- Task to carry out -
Which lines of the data below include the string "split"? Return each of them.

- Dataset extract -
-=-=-=-=-

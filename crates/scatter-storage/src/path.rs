//! Key → on-disk location derivation

use sha1::{Digest, Sha1};
use sha2::Sha256;
use std::path::PathBuf;

/// Hex characters per shard directory.
pub const SHARD_LEN: usize = 10;

/// Maps a key to its location under the storage root. Must be pure.
pub type PathTransform = fn(&str) -> PathKey;

/// Sharded directory path plus file name for a single key.
#[derive(Debug, Clone, PartialEq, Eq)]
pub struct PathKey {
    /// Shard directories joined with `/`
    pub path_name: String,
    pub file_name: String,
}

impl PathKey {
    /// `path_name/file_name`, relative to the storage root.
    pub fn full_path(&self) -> PathBuf {
        self.dir().join(&self.file_name)
    }

    /// Shard directories only, relative to the storage root.
    pub fn dir(&self) -> PathBuf {
        self.path_name.split('/').collect()
    }

    /// First shard segment.
    pub fn first_path(&self) -> &str {
        self.path_name.split('/').next().unwrap_or_default()
    }
}

/// Default transform: the SHA-1 digest of the key split into [`SHARD_LEN`]
/// groups for the directories, the SHA-256 digest of the key as file name.
///
/// Two unrelated hashes keep a directory collision from implying a file-name
/// collision.
pub fn cas_path_transform(key: &str) -> PathKey {
    let digest = format!("{:x}", Sha1::digest(key.as_bytes()));

    let shards: Vec<&str> = digest
        .as_bytes()
        .chunks(SHARD_LEN)
        .map(|c| std::str::from_utf8(c).unwrap_or_default())
        .collect();

    PathKey {
        path_name: shards.join("/"),
        file_name: format!("{:x}", Sha256::digest(key.as_bytes())),
    }
}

-=-=-=-=-

- Result for this task -
        self.path_name.split('/').collect()
        self.path_name.split('/').next().unwrap_or_default()
/// Default transform: the SHA-1 digest of the key split into [`SHARD_LEN`]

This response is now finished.